//! Renderer configuration
//!
//! Describes everything the backend bootstrap needs (API version, layers,
//! extensions, device selection, swapchain parameters) plus the knobs this
//! core consumes directly: the number of frame-resource slots and the runtime
//! GPU-timing instrumentation flag.
//!
//! The configuration is a plain serde document so it can be persisted as
//! JSON next to the application and loaded at startup.

use serde::{Deserialize, Serialize};
use std::path::Path;
use crate::error::{Error, Result};
use crate::render_info;

/// Queue capabilities the application requires from the device queue
#[derive(Debug, Clone, Copy, PartialEq, Eq, Serialize, Deserialize)]
#[serde(default)]
pub struct QueueCapabilities {
    pub graphics: bool,
    pub compute: bool,
    pub transfer: bool,
    /// Queue must be able to present to the window surface
    pub present: bool,
}

impl Default for QueueCapabilities {
    fn default() -> Self {
        Self {
            graphics: true,
            compute: true,
            transfer: true,
            present: true,
        }
    }
}

/// Swapchain surface format
#[derive(Debug, Clone, Copy, PartialEq, Eq, Serialize, Deserialize)]
pub enum SurfaceFormat {
    Bgra8Srgb,
    Bgra8Unorm,
    Rgba8Srgb,
    Rgba8Unorm,
}

/// Swapchain presentation mode
#[derive(Debug, Clone, Copy, PartialEq, Eq, Serialize, Deserialize)]
pub enum PresentMode {
    /// Vsync, always supported
    Fifo,
    /// Vsync unless the frame is late
    FifoRelaxed,
    /// Low-latency vsync with frame replacement
    Mailbox,
    /// No vsync, tearing possible
    Immediate,
}

/// Two-dimensional pixel extent
#[derive(Debug, Clone, Copy, PartialEq, Eq, Serialize, Deserialize)]
pub struct Extent2d {
    pub width: u32,
    pub height: u32,
}

/// Graphics API version the backend should request
#[derive(Debug, Clone, Copy, PartialEq, Eq, Serialize, Deserialize)]
pub struct ApiVersion {
    pub major: u32,
    pub minor: u32,
}

/// Renderer configuration document
///
/// Loaded from JSON at startup; consumed by the backend bootstrap
/// (a collaborator of this crate) and by [`FrameResourcePool`] creation.
///
/// [`FrameResourcePool`]: crate::frame::FrameResourcePool
#[derive(Debug, Clone, PartialEq, Serialize, Deserialize)]
#[serde(default)]
pub struct RendererConfig {
    /// Graphics API version to request
    pub api_version: ApiVersion,

    /// Instance layers to enable (e.g. validation)
    pub requested_layers: Vec<String>,

    /// Instance extensions to enable
    pub requested_extensions: Vec<String>,

    /// Index into the enumerated physical-device list
    pub physical_device_index: u32,

    /// Capabilities required from the device queue
    pub queue_capabilities: QueueCapabilities,

    /// Device feature names to enable
    pub device_features: Vec<String>,

    /// Device extensions to enable
    pub device_extensions: Vec<String>,

    /// Swapchain image format
    pub swapchain_format: SurfaceFormat,

    /// Minimum number of swapchain images
    pub swapchain_min_image_count: u32,

    /// Swapchain image extent in pixels
    pub swapchain_extent: Extent2d,

    /// Swapchain presentation mode
    pub swapchain_present_mode: PresentMode,

    /// Number of frame-resource slots cycled by the frame loop.
    /// 1 fully serializes CPU and GPU work; 2-3 allows overlap.
    pub frames_in_flight: usize,

    /// Enable per-frame GPU timestamp instrumentation at runtime
    pub enable_gpu_timing: bool,
}

impl Default for RendererConfig {
    fn default() -> Self {
        Self {
            api_version: ApiVersion { major: 1, minor: 3 },
            requested_layers: Vec::new(),
            requested_extensions: Vec::new(),
            physical_device_index: 0,
            queue_capabilities: QueueCapabilities::default(),
            device_features: Vec::new(),
            device_extensions: Vec::new(),
            swapchain_format: SurfaceFormat::Bgra8Srgb,
            swapchain_min_image_count: 2,
            swapchain_extent: Extent2d { width: 1280, height: 720 },
            swapchain_present_mode: PresentMode::Fifo,
            frames_in_flight: 2,
            enable_gpu_timing: false,
        }
    }
}

impl RendererConfig {
    /// Parse a configuration from a JSON document
    pub fn from_json_str(json: &str) -> Result<Self> {
        let config: RendererConfig = serde_json::from_str(json).map_err(|e| {
            Error::InitializationFailed(format!("Failed to parse renderer config: {}", e))
        })?;
        config.validate()?;
        Ok(config)
    }

    /// Serialize the configuration to pretty-printed JSON
    pub fn to_json_string(&self) -> Result<String> {
        serde_json::to_string_pretty(self).map_err(|e| {
            Error::InitializationFailed(format!("Failed to serialize renderer config: {}", e))
        })
    }

    /// Load and validate a configuration from a JSON file
    pub fn load<P: AsRef<Path>>(path: P) -> Result<Self> {
        let path = path.as_ref();
        let json = std::fs::read_to_string(path).map_err(|e| {
            Error::InitializationFailed(format!(
                "Failed to read renderer config '{}': {}",
                path.display(),
                e
            ))
        })?;
        let config = Self::from_json_str(&json)?;
        render_info!(
            "quasar::config",
            "Loaded renderer config from '{}' ({} frame slots)",
            path.display(),
            config.frames_in_flight
        );
        Ok(config)
    }

    /// Check invariants the rest of the crate relies on
    pub fn validate(&self) -> Result<()> {
        if self.frames_in_flight == 0 {
            return Err(Error::InitializationFailed(
                "frames_in_flight must be at least 1".to_string(),
            ));
        }
        if self.swapchain_min_image_count == 0 {
            return Err(Error::InitializationFailed(
                "swapchain_min_image_count must be at least 1".to_string(),
            ));
        }
        if self.swapchain_extent.width == 0 || self.swapchain_extent.height == 0 {
            return Err(Error::InitializationFailed(
                "swapchain_extent must be non-zero".to_string(),
            ));
        }
        Ok(())
    }
}

#[cfg(test)]
#[path = "config_tests.rs"]
mod tests;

-=-=-=-=-

Task item: Whenever a line in the records above contains the string "document", copy that line.

Task solution:
//! The configuration is a plain serde document so it can be persisted as
/// Renderer configuration document
    /// Parse a configuration from a JSON document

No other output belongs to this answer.